• _What you have to do_
Using the data below, count the lines that carry the string "player" and write only the count.

• _Data to examine_
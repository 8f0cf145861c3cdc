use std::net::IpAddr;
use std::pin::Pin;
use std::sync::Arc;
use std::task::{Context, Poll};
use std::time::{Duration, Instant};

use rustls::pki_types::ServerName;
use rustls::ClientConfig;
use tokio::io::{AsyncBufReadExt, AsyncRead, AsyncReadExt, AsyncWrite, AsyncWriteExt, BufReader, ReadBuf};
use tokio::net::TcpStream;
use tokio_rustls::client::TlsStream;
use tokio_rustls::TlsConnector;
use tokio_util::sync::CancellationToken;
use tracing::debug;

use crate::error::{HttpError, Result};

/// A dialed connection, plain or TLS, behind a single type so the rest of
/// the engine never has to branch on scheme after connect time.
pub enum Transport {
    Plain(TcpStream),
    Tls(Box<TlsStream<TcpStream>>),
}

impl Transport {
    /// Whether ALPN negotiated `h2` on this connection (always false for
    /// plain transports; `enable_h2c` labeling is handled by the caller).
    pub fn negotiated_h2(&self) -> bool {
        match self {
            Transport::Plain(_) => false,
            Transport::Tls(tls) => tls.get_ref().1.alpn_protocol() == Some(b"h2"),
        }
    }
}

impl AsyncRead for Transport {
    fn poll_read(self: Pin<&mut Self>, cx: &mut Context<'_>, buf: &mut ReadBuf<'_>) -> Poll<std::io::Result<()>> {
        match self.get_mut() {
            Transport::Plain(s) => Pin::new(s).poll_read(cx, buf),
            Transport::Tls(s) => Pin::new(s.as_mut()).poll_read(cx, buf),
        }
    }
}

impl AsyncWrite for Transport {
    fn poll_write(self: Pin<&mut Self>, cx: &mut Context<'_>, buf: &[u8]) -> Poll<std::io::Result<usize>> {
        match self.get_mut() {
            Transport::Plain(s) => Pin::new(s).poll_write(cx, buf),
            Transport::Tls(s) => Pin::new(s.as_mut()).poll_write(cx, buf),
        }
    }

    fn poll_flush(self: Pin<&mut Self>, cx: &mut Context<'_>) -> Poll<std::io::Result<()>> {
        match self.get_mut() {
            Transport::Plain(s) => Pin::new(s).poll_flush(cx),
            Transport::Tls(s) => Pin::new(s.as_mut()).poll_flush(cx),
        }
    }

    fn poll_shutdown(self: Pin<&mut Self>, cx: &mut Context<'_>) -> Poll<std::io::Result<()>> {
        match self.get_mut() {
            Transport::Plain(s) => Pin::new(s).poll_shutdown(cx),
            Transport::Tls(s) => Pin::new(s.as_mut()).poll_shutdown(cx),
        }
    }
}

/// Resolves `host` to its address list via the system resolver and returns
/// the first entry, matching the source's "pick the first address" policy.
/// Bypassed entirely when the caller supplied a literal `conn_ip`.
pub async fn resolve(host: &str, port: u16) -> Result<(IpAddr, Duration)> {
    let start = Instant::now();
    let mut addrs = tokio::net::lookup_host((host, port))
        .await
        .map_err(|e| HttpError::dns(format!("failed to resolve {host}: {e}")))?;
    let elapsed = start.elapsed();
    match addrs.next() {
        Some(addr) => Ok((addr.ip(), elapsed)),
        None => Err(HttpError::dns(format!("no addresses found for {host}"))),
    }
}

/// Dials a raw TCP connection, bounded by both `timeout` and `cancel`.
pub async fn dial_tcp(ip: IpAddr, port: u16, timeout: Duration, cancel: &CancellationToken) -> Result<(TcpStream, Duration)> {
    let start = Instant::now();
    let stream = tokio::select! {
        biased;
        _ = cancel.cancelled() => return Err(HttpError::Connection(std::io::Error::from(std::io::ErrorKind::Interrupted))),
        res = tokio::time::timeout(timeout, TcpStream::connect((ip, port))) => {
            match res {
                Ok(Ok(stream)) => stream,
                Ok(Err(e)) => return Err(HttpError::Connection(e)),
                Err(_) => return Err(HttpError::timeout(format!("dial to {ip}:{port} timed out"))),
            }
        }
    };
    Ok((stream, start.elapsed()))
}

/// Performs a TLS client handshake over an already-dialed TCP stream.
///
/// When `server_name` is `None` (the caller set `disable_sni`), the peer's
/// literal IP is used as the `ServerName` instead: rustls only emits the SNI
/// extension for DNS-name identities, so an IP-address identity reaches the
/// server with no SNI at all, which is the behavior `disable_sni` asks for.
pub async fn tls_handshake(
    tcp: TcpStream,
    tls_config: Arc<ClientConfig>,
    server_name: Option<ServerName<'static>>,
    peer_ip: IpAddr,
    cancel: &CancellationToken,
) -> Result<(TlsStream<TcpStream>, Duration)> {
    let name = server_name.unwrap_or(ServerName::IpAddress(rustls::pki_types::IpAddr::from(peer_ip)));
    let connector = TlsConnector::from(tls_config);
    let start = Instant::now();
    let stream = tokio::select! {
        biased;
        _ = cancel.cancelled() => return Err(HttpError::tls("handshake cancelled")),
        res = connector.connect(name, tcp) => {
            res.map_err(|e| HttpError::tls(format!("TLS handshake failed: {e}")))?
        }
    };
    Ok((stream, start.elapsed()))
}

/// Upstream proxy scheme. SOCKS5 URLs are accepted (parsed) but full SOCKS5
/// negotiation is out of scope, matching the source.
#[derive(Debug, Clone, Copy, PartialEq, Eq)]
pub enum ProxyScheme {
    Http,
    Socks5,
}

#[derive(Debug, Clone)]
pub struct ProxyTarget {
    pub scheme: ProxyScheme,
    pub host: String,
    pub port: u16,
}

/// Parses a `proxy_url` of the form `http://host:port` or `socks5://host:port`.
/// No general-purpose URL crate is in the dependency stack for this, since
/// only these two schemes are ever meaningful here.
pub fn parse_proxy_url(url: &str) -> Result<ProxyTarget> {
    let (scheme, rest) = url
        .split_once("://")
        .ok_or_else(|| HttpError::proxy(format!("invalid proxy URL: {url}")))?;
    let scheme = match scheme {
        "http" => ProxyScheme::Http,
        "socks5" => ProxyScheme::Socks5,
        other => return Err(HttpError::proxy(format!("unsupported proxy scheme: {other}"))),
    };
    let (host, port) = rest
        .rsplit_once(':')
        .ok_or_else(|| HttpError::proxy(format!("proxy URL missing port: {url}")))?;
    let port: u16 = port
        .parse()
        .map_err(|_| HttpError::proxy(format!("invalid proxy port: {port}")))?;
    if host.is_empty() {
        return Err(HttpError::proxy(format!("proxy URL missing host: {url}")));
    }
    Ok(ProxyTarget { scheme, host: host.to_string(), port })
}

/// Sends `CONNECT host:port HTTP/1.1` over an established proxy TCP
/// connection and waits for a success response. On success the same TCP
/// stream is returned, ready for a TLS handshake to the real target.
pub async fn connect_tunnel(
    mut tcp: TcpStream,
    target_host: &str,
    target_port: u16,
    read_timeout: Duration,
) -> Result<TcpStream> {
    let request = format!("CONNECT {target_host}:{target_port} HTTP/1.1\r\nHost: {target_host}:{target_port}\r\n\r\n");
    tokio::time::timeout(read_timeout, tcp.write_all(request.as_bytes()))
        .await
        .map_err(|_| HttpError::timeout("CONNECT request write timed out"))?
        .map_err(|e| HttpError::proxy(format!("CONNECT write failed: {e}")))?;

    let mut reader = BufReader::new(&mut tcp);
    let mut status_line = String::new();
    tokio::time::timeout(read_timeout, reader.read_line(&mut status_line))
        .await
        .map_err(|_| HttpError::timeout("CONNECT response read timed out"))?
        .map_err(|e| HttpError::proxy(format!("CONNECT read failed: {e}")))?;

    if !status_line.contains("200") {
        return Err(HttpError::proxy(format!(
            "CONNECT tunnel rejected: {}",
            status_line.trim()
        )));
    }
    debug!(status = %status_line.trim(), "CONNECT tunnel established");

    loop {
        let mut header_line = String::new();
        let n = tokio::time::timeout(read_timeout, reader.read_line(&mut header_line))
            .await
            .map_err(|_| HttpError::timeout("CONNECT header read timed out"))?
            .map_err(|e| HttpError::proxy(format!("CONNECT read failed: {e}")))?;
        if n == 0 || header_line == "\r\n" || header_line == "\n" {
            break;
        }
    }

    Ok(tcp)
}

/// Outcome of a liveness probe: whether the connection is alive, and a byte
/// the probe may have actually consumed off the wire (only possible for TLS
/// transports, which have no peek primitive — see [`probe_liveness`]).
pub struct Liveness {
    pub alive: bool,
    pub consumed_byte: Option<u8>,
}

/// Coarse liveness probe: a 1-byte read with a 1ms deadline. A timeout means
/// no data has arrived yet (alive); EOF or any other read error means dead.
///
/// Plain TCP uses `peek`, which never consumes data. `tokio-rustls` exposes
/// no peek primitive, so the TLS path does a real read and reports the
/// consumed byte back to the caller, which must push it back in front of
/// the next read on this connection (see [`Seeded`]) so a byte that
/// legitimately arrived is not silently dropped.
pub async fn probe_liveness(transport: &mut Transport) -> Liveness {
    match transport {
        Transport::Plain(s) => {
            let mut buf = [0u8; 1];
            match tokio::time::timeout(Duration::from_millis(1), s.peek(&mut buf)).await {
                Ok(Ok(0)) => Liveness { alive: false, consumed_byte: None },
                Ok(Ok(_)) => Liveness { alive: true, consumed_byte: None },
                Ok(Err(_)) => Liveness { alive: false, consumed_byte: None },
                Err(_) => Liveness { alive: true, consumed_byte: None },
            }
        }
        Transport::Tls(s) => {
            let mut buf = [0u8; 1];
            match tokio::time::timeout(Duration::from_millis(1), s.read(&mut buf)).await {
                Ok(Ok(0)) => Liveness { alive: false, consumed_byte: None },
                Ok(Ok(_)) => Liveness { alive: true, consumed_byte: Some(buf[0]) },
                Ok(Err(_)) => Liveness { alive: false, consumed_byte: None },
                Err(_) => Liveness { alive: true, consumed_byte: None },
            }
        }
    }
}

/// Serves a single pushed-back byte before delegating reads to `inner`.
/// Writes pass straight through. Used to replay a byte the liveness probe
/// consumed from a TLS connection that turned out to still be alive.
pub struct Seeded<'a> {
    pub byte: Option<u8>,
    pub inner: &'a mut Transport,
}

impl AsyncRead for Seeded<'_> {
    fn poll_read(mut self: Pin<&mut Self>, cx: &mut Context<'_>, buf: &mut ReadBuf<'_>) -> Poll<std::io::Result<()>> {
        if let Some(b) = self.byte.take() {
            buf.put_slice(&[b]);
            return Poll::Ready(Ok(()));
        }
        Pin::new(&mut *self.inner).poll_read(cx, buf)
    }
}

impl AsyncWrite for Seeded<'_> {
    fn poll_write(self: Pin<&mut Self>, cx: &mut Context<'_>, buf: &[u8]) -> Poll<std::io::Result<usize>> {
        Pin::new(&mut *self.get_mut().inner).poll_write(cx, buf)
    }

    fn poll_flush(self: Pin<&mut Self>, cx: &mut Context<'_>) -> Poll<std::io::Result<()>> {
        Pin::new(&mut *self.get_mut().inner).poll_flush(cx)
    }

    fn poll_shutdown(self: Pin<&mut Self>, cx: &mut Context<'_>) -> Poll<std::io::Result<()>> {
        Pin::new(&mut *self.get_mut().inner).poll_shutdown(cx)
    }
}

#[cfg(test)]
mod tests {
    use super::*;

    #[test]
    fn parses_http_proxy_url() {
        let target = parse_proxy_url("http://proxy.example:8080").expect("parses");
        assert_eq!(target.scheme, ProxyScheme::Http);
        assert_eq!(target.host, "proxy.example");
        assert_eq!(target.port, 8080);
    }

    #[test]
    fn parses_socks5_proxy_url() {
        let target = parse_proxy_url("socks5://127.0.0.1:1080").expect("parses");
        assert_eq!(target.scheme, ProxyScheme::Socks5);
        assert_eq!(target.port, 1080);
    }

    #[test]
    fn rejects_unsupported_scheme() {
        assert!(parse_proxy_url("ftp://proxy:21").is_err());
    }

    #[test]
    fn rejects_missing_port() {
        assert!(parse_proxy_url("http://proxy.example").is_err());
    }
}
...
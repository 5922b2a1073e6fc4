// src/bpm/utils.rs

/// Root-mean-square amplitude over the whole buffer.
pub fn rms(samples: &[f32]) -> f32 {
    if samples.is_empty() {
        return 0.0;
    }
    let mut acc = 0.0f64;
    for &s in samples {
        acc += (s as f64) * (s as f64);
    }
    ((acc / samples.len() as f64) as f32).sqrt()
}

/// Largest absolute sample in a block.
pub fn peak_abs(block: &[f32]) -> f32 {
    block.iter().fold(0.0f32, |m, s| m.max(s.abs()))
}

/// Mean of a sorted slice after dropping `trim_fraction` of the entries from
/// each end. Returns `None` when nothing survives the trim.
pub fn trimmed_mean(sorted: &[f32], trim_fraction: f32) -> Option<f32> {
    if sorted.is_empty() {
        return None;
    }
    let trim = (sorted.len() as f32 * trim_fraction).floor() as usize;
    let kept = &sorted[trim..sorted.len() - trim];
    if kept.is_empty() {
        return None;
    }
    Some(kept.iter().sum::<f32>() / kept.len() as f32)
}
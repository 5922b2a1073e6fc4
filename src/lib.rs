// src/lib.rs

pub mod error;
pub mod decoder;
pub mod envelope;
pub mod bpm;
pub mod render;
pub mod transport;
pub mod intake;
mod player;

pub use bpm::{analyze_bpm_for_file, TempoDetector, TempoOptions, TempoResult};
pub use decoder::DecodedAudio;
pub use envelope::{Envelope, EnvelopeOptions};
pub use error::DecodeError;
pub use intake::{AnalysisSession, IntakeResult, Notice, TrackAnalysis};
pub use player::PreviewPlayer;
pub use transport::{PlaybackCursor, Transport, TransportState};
==
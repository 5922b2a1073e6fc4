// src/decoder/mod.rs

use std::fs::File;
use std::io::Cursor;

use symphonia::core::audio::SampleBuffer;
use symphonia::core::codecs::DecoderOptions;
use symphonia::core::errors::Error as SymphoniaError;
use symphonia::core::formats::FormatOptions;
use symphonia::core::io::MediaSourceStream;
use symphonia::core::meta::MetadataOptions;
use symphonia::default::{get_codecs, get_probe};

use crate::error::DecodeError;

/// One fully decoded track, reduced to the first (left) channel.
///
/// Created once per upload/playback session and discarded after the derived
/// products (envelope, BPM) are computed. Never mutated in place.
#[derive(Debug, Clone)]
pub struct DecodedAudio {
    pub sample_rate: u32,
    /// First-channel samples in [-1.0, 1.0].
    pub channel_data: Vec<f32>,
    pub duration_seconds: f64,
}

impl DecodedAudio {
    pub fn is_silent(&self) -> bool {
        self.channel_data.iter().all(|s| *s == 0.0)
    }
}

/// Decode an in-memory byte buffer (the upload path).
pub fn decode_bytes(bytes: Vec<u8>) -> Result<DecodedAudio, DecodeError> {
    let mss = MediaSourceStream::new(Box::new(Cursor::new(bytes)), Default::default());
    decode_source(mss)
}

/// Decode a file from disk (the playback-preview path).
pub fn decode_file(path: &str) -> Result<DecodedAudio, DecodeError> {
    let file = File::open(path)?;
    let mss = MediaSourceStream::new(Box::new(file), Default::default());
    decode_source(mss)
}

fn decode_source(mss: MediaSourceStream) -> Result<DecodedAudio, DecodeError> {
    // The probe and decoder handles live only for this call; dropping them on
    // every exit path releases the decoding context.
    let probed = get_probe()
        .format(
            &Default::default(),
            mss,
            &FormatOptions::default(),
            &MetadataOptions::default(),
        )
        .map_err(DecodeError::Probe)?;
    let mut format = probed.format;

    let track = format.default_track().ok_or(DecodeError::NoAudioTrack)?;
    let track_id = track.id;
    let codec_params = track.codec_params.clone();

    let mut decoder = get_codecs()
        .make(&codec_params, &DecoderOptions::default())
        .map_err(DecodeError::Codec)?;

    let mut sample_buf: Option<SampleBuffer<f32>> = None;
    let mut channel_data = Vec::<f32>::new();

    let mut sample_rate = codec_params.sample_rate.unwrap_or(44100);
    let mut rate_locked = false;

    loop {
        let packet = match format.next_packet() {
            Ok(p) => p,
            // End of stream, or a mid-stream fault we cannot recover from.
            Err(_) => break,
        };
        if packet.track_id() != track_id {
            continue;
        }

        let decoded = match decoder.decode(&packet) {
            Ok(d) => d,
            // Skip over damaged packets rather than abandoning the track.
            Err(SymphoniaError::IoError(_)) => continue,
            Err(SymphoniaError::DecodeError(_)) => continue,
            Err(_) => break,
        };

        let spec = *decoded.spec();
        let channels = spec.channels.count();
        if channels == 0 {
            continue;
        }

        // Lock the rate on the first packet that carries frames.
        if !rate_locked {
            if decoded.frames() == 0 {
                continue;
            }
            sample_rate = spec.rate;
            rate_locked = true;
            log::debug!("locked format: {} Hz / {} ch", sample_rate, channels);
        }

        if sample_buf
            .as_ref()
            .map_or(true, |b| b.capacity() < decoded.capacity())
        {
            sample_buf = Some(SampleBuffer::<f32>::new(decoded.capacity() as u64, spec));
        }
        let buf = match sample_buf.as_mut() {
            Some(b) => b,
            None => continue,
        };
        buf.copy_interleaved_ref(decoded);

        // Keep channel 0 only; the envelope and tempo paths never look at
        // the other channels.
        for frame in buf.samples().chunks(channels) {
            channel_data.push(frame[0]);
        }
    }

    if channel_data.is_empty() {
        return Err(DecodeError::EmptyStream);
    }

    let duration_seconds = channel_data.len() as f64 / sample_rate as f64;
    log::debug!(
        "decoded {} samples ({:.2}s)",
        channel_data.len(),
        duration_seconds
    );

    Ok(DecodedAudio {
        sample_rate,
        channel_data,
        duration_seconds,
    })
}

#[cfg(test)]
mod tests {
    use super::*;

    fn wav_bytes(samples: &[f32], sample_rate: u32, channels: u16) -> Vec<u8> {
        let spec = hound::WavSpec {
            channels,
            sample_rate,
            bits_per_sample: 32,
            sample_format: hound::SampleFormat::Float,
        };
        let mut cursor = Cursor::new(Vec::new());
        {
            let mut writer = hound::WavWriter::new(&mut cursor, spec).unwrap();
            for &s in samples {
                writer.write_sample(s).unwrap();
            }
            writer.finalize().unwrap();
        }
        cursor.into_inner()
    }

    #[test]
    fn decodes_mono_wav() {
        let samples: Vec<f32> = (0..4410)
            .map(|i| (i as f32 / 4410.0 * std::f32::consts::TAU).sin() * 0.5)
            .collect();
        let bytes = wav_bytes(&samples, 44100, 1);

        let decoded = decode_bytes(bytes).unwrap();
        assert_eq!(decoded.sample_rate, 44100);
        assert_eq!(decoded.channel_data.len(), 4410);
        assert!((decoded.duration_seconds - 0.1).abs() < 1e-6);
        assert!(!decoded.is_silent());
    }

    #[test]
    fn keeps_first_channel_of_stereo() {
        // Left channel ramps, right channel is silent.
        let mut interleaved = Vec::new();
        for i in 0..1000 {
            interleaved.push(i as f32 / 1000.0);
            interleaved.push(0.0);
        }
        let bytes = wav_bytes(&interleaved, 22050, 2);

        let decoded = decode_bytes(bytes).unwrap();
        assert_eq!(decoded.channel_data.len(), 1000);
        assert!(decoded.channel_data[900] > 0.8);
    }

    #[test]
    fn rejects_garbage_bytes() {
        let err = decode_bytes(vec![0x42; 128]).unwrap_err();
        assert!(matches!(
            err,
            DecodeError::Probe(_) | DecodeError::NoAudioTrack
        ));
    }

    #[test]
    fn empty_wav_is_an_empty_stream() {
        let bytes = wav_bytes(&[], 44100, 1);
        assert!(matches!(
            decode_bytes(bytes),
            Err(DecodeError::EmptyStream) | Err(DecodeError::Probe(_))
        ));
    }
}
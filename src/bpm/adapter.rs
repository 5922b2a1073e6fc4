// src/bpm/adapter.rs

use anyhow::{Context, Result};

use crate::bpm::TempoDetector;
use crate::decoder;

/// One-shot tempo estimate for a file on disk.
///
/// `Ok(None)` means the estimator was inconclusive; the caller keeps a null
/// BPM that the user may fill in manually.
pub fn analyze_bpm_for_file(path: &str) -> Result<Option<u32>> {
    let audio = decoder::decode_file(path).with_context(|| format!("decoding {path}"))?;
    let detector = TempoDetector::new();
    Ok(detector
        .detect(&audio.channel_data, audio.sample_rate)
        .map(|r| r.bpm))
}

• _Answer to the problem_
2